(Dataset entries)
--- START ---

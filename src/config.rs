use std::env;
use std::path::{Path, PathBuf};
use std::time::Duration;

const DEFAULT_CACHE_TTL_MS: u64 = 2_000;
const DEFAULT_RECONCILE_SECONDS: u64 = 10 * 60;
const DEFAULT_AGGREGATE_CAPACITY: u64 = 10_000;
pub const DEFAULT_QUERY_LIMIT: usize = 100;

/// Tunables for one [`crate::engine::UsageEngine`].
#[derive(Debug, Clone)]
pub struct EngineSettings {
    pub gemini_home: PathBuf,
    /// How long the last full query result may be served without rescanning.
    pub result_cache_ttl: Duration,
    /// Period of the forced full stat sweep.
    pub reconciliation_interval: Duration,
    /// Upper bound on per-session aggregate entries kept in memory.
    pub aggregate_cache_capacity: usize,
    pub default_limit: usize,
}

impl EngineSettings {
    pub fn from_env() -> Self {
        Self {
            gemini_home: gemini_home(),
            result_cache_ttl: Duration::from_millis(env_u64(
                "GEMINI_USAGE_CACHE_TTL_MS",
                DEFAULT_CACHE_TTL_MS,
            )),
            reconciliation_interval: Duration::from_secs(env_u64(
                "GEMINI_USAGE_RECONCILE_SECONDS",
                DEFAULT_RECONCILE_SECONDS,
            )),
            aggregate_cache_capacity: env_u64(
                "GEMINI_USAGE_AGGREGATE_CAPACITY",
                DEFAULT_AGGREGATE_CAPACITY,
            ) as usize,
            default_limit: DEFAULT_QUERY_LIMIT,
        }
    }

    /// Default tunables rooted at an explicit home directory.
    pub fn for_home(gemini_home: impl Into<PathBuf>) -> Self {
        Self {
            gemini_home: gemini_home.into(),
            result_cache_ttl: Duration::from_millis(DEFAULT_CACHE_TTL_MS),
            reconciliation_interval: Duration::from_secs(DEFAULT_RECONCILE_SECONDS),
            aggregate_cache_capacity: DEFAULT_AGGREGATE_CAPACITY as usize,
            default_limit: DEFAULT_QUERY_LIMIT,
        }
    }

    pub fn tmp_path(&self) -> PathBuf {
        tmp_path(&self.gemini_home)
    }
}

pub fn gemini_home() -> PathBuf {
    if let Ok(custom) = env::var("GEMINI_CLI_HOME") {
        let trimmed = custom.trim();
        if !trimmed.is_empty() {
            return PathBuf::from(trimmed);
        }
    }

    dirs::home_dir()
        .unwrap_or_else(|| PathBuf::from("."))
        .join(".gemini")
}

/// Session storage root: one directory per project hash lives below it.
pub fn tmp_path(home: &Path) -> PathBuf {
    home.join("tmp")
}

pub fn is_installed(home: &Path) -> bool {
    home.exists() || tmp_path(home).exists()
}

fn env_u64(name: &str, default: u64) -> u64 {
    env::var(name)
        .ok()
        .and_then(|v| v.trim().parse::<u64>().ok())
        .filter(|v| *v > 0)
        .unwrap_or(default)
}

#[cfg(test)]
mod tests {
    use super::*;
    use tempfile::TempDir;

    #[test]
    fn settings_for_home_use_defaults() {
        let settings = EngineSettings::for_home("/data/.gemini");
        assert_eq!(settings.tmp_path(), PathBuf::from("/data/.gemini/tmp"));
        assert_eq!(settings.result_cache_ttl, Duration::from_secs(2));
        assert_eq!(settings.reconciliation_interval, Duration::from_secs(600));
        assert_eq!(settings.aggregate_cache_capacity, 10_000);
        assert_eq!(settings.default_limit, 100);
    }

    #[test]
    fn installed_when_home_or_tmp_exists() {
        let tmp = TempDir::new().expect("temp dir");
        let home = tmp.path().join(".gemini");
        assert!(!is_installed(&home));

        std::fs::create_dir_all(home.join("tmp")).expect("create tmp");
        assert!(is_installed(&home));
    }

    #[test]
    fn env_u64_ignores_missing_values() {
        assert_eq!(env_u64("GEMINI_USAGE_TEST_UNSET_VARIABLE", 7), 7);
    }
}
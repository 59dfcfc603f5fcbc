use std::io::{self, Write};
use std::sync::Arc;
use std::sync::atomic::{AtomicBool, Ordering};
use std::thread;
use std::time::Duration;

use anyhow::{Context, Result, bail};

use crate::activity::ActivityUpdate;
use crate::config::{self, EngineSettings};
use crate::engine::{SessionQuery, UsageEngine};
use crate::paths::{chats_dirs, list_session_files};
use crate::usage::UsageRow;
use crate::util::{format_local_ms, format_tokens, human_duration, parse_timestamp_ms, truncate};

const WATCH_POLL_INTERVAL: Duration = Duration::from_millis(200);

pub fn print_sessions(
    settings: EngineSettings,
    limit: Option<usize>,
    since: Option<&str>,
    session_id: Option<String>,
    json: bool,
) -> Result<()> {
    let since = since.map(parse_since).transpose()?;
    let mut engine = UsageEngine::new(settings);
    let rows = engine.query(&SessionQuery {
        limit,
        since,
        session_id,
    });
    engine.shutdown();

    if json {
        let out = serde_json::to_string_pretty(rows.as_slice())
            .context("failed to serialize usage rows")?;
        println!("{out}");
        return Ok(());
    }

    if rows.is_empty() {
        println!("No Gemini CLI usage found under {}", engine.storage_root().display());
        return Ok(());
    }
    for row in rows.iter() {
        println!("{}", row_line(row));
    }
    Ok(())
}

pub fn run_watch(settings: EngineSettings, json: bool) -> Result<()> {
    let stop = install_stop_signal()?;
    let mut engine = UsageEngine::new(settings);
    if !engine.storage_root().exists() {
        bail!(
            "Gemini CLI session directory not found: {}",
            engine.storage_root().display()
        );
    }

    engine.start_watch(move |update: &ActivityUpdate| {
        let line = if json {
            serde_json::to_string(update).unwrap_or_default()
        } else {
            activity_line(update)
        };
        let mut stdout = io::stdout().lock();
        let _ = writeln!(stdout, "{line}");
        let _ = stdout.flush();
    });
    eprintln!(
        "Watching {} for new Gemini CLI messages (Ctrl+C to stop)",
        engine.storage_root().display()
    );

    while !stop.load(Ordering::Relaxed) {
        thread::sleep(WATCH_POLL_INTERVAL);
    }
    engine.stop_watch();
    Ok(())
}

pub fn print_status(settings: &EngineSettings) -> Result<()> {
    let root = settings.tmp_path();
    let dirs = chats_dirs(&root);
    let session_files: usize = dirs.iter().map(|dir| list_session_files(dir).len()).sum();

    println!("gemini-cli-usage status");
    println!("home: {}", settings.gemini_home.display());
    println!("installed: {}", config::is_installed(&settings.gemini_home));
    println!("sessions_root: {}", root.display());
    println!("chats_dirs: {}", dirs.len());
    for dir in &dirs {
        println!("  - {}", dir.display());
    }
    println!("session_files: {session_files}");
    println!(
        "result_cache_ttl: {}",
        human_duration(settings.result_cache_ttl)
    );
    println!(
        "reconciliation_interval: {}",
        human_duration(settings.reconciliation_interval)
    );
    println!(
        "aggregate_cache_capacity: {}",
        settings.aggregate_cache_capacity
    );
    Ok(())
}

/// Accepts RFC 3339 / ISO-8601 timestamps or raw epoch milliseconds.
pub fn parse_since(raw: &str) -> Result<i64> {
    let trimmed = raw.trim();
    if let Ok(ms) = trimmed.parse::<i64>() {
        return Ok(ms);
    }
    parse_timestamp_ms(trimmed)
        .with_context(|| format!("invalid --since value {trimmed:?}; expected RFC 3339 or epoch ms"))
}

fn row_line(row: &UsageRow) -> String {
    let cache = row
        .tokens
        .cache_read
        .map(|cached| format!(" cache {}", format_tokens(cached)))
        .unwrap_or_default();
    let name = row
        .session_name
        .as_deref()
        .map(|name| format!("  {}", truncate(name, 48)))
        .unwrap_or_default();
    format!(
        "{}  {}  {}  in {} out {}{}{}",
        format_local_ms(row.timestamp),
        truncate(&row.session_id, 36),
        row.model_id,
        format_tokens(row.tokens.input),
        format_tokens(row.tokens.output),
        cache,
        name
    )
}

fn activity_line(update: &ActivityUpdate) -> String {
    let mut extras = String::new();
    if let Some(cached) = update.tokens.cache_read {
        extras.push_str(&format!(" cache {}", format_tokens(cached)));
    }
    if let Some(reasoning) = update.tokens.reasoning {
        extras.push_str(&format!(" reasoning {}", format_tokens(reasoning)));
    }
    format!(
        "{}  {}  {}  in {} out {}{}",
        format_local_ms(update.timestamp),
        truncate(&update.session_id, 36),
        update.message_id,
        format_tokens(update.tokens.input),
        format_tokens(update.tokens.output),
        extras
    )
}

fn install_stop_signal() -> Result<Arc<AtomicBool>> {
    let stop = Arc::new(AtomicBool::new(false));
    let flag = Arc::clone(&stop);
    ctrlc::set_handler(move || {
        flag.store(true, Ordering::Relaxed);
    })
    .context("failed to install Ctrl+C handler")?;
    Ok(stop)
}
//! Change tracking for session files.
//!
//! One non-recursive watcher per `chats` directory marks session files dirty,
//! and a watcher on the storage root picks up newly created project
//! directories. Notifications can be dropped or coalesced, so a timer also
//! raises a force-full flag that makes the next reconciliation pass stat
//! every file.

use std::collections::{HashMap, HashSet};
use std::mem;
use std::path::{Path, PathBuf};
use std::sync::atomic::{AtomicBool, Ordering};
use std::sync::mpsc::{self, RecvTimeoutError, Sender};
use std::sync::{Arc, Mutex, MutexGuard, PoisonError, Weak};
use std::thread::{self, JoinHandle};
use std::time::Duration;

use notify::event::ModifyKind;
use notify::{Event, EventKind, RecommendedWatcher, RecursiveMode, Watcher};
use tracing::{debug, trace};

use crate::paths::{chats_dirs, is_session_file_in, probe_chats_dir};

pub(crate) fn lock<T>(mutex: &Mutex<T>) -> MutexGuard<'_, T> {
    mutex.lock().unwrap_or_else(PoisonError::into_inner)
}

/// Watches `dir` non-recursively, forwarding session-file paths that changed.
pub(crate) fn watch_session_files<F>(dir: &Path, mut on_change: F) -> notify::Result<RecommendedWatcher>
where
    F: FnMut(PathBuf) + Send + 'static,
{
    let chats_dir = dir.to_path_buf();
    let mut watcher = notify::recommended_watcher(move |res: notify::Result<Event>| match res {
        Ok(event) => {
            if matches!(event.kind, EventKind::Access(_)) {
                return;
            }
            for path in event.paths {
                if is_session_file_in(&chats_dir, &path) {
                    on_change(path);
                }
            }
        }
        Err(err) => debug!(error = %err, "chats watcher error"),
    })?;
    watcher.watch(dir, RecursiveMode::NonRecursive)?;
    Ok(watcher)
}

/// Watches the storage root and reports the `chats` directory of every
/// project directory that appears under it.
pub(crate) fn watch_new_projects<F>(root: &Path, mut on_chats_dir: F) -> notify::Result<RecommendedWatcher>
where
    F: FnMut(PathBuf) + Send + 'static,
{
    let root_dir = root.to_path_buf();
    let mut watcher = notify::recommended_watcher(move |res: notify::Result<Event>| match res {
        Ok(event) => {
            if !matches!(
                event.kind,
                EventKind::Create(_) | EventKind::Modify(ModifyKind::Name(_))
            ) {
                return;
            }
            for path in event.paths {
                if path.parent() != Some(root_dir.as_path()) {
                    continue;
                }
                if let Some(chats) = probe_chats_dir(&path) {
                    on_chats_dir(chats);
                }
            }
        }
        Err(err) => debug!(error = %err, "root watcher error"),
    })?;
    watcher.watch(root, RecursiveMode::NonRecursive)?;
    Ok(watcher)
}

#[derive(Default)]
struct WatchShared {
    dirty: Mutex<HashSet<PathBuf>>,
    force_full: AtomicBool,
    chats_watchers: Mutex<HashMap<PathBuf, RecommendedWatcher>>,
}

impl WatchShared {
    fn mark_dirty(&self, path: PathBuf) {
        lock(&self.dirty).insert(path);
    }
}

fn attach_chats_watcher(shared: &Arc<WatchShared>, chats_dir: &Path) {
    let mut watchers = lock(&shared.chats_watchers);
    if watchers.contains_key(chats_dir) {
        return;
    }

    let weak: Weak<WatchShared> = Arc::downgrade(shared);
    let result = watch_session_files(chats_dir, move |path| {
        if let Some(shared) = weak.upgrade() {
            trace!(path = %path.display(), "session file dirty");
            shared.mark_dirty(path);
        }
    });
    match result {
        Ok(watcher) => {
            watchers.insert(chats_dir.to_path_buf(), watcher);
        }
        Err(err) => {
            debug!(dir = %chats_dir.display(), error = %err, "chats watch unavailable; relying on reconciliation");
        }
    }
}

struct ReconciliationTimer {
    stop: Option<Sender<()>>,
    handle: Option<JoinHandle<()>>,
}

impl ReconciliationTimer {
    fn spawn(interval: Duration, shared: Weak<WatchShared>) -> std::io::Result<Self> {
        let (stop, stopped) = mpsc::channel::<()>();
        let handle = thread::Builder::new()
            .name("reconcile-timer".to_string())
            .spawn(move || {
                while let Err(RecvTimeoutError::Timeout) = stopped.recv_timeout(interval) {
                    let Some(shared) = shared.upgrade() else {
                        break;
                    };
                    shared.force_full.store(true, Ordering::Release);
                }
            })?;
        Ok(Self {
            stop: Some(stop),
            handle: Some(handle),
        })
    }
}

impl Drop for ReconciliationTimer {
    fn drop(&mut self) {
        drop(self.stop.take());
        if let Some(handle) = self.handle.take() {
            let _ = handle.join();
        }
    }
}

/// Dirty-path tracking plus the periodic full-reconciliation trigger.
pub struct SessionWatcher {
    root: PathBuf,
    interval: Duration,
    shared: Arc<WatchShared>,
    root_watcher: Option<RecommendedWatcher>,
    timer: Option<ReconciliationTimer>,
    started: bool,
}

impl SessionWatcher {
    pub fn new(root: PathBuf, interval: Duration) -> Self {
        Self {
            root,
            interval,
            shared: Arc::new(WatchShared::default()),
            root_watcher: None,
            timer: None,
            started: false,
        }
    }

    pub fn is_started(&self) -> bool {
        self.started
    }

    /// Attaches the root and chats watchers and arms the reconciliation timer.
    /// Calling it again while started does nothing.
    pub fn start(&mut self) {
        if self.started {
            return;
        }
        self.started = true;

        let weak = Arc::downgrade(&self.shared);
        match watch_new_projects(&self.root, move |chats_dir| {
            if let Some(shared) = weak.upgrade() {
                attach_chats_watcher(&shared, &chats_dir);
            }
        }) {
            Ok(watcher) => self.root_watcher = Some(watcher),
            Err(err) => debug!(root = %self.root.display(), error = %err, "root watch unavailable"),
        }

        for chats_dir in chats_dirs(&self.root) {
            attach_chats_watcher(&self.shared, &chats_dir);
        }

        match ReconciliationTimer::spawn(self.interval, Arc::downgrade(&self.shared)) {
            Ok(timer) => self.timer = Some(timer),
            Err(err) => debug!(error = %err, "failed to spawn reconciliation timer"),
        }
    }

    /// Releases the timer and every watcher; dirty paths are discarded.
    pub fn stop(&mut self) {
        self.timer = None;
        self.root_watcher = None;
        let watchers = mem::take(&mut *lock(&self.shared.chats_watchers));
        drop(watchers);
        lock(&self.shared.dirty).clear();
        self.started = false;
    }

    /// Idempotent: a directory already being watched is left alone.
    pub fn watch_chats_dir(&self, chats_dir: &Path) {
        attach_chats_watcher(&self.shared, chats_dir);
    }

    pub fn is_watching(&self, chats_dir: &Path) -> bool {
        lock(&self.shared.chats_watchers).contains_key(chats_dir)
    }

    pub fn watched_dir_count(&self) -> usize {
        lock(&self.shared.chats_watchers).len()
    }

    pub fn mark_dirty(&self, path: PathBuf) {
        self.shared.mark_dirty(path);
    }

    /// Takes every dirty path recorded since the previous drain.
    pub fn drain_dirty(&self) -> HashSet<PathBuf> {
        mem::take(&mut *lock(&self.shared.dirty))
    }

    pub fn request_full_reconciliation(&self) {
        self.shared.force_full.store(true, Ordering::Release);
    }

    /// Reads and clears the force-full flag.
    pub fn take_force_full(&self) -> bool {
        self.shared.force_full.swap(false, Ordering::AcqRel)
    }
}

impl Drop for SessionWatcher {
    fn drop(&mut self) {
        self.stop();
    }
}
//! Layout of the session store:
//!
//! ```text
//! <home>/tmp/
//! ├── {projectHash}/
//! │   └── chats/
//! │       ├── session-<...>.json
//! │       └── session-<...>.json
//! ```

use std::ffi::OsStr;
use std::fs;
use std::io;
use std::path::{Path, PathBuf};

pub const CHATS_DIR_NAME: &str = "chats";
const SESSION_FILE_PREFIX: &str = "session-";
const SESSION_FILE_SUFFIX: &str = ".json";

pub fn is_session_file_name(name: &OsStr) -> bool {
    name.to_str().is_some_and(|name| {
        name.starts_with(SESSION_FILE_PREFIX) && name.ends_with(SESSION_FILE_SUFFIX)
    })
}

/// Every `<root>/<hash>/chats` directory that currently exists.
pub fn chats_dirs(root: &Path) -> Vec<PathBuf> {
    let Ok(read_dir) = fs::read_dir(root) else {
        return Vec::new();
    };

    read_dir
        .flatten()
        .filter(|entry| entry.file_type().is_ok_and(|kind| kind.is_dir()))
        .map(|entry| entry.path().join(CHATS_DIR_NAME))
        .filter(|chats| chats.exists())
        .collect()
}

/// The chats directory of a newly seen project directory, if it has one yet.
pub fn probe_chats_dir(project_dir: &Path) -> Option<PathBuf> {
    let chats = project_dir.join(CHATS_DIR_NAME);
    chats.is_dir().then_some(chats)
}

/// Session files directly inside a chats directory.
pub fn read_session_files(chats_dir: &Path) -> io::Result<Vec<PathBuf>> {
    Ok(fs::read_dir(chats_dir)?
        .flatten()
        .filter(|entry| entry.file_type().is_ok_and(|kind| kind.is_file()))
        .filter(|entry| is_session_file_name(&entry.file_name()))
        .map(|entry| entry.path())
        .collect())
}

/// [`read_session_files`], listing an unreadable directory as empty.
pub fn list_session_files(chats_dir: &Path) -> Vec<PathBuf> {
    read_session_files(chats_dir).unwrap_or_default()
}

/// True when `path` names a session file inside `chats_dir`.
pub fn is_session_file_in(chats_dir: &Path, path: &Path) -> bool {
    path.parent() == Some(chats_dir) && path.file_name().is_some_and(is_session_file_name)
}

--- END ---

__TASK INSTRUCTIONS__
Pick from the records each line that contains the word "HashMap" and show it.

__RESPONSE AREA__
use std::collections::{HashMap, HashSet};
    chats_watchers: Mutex<HashMap<PathBuf, RecommendedWatcher>>,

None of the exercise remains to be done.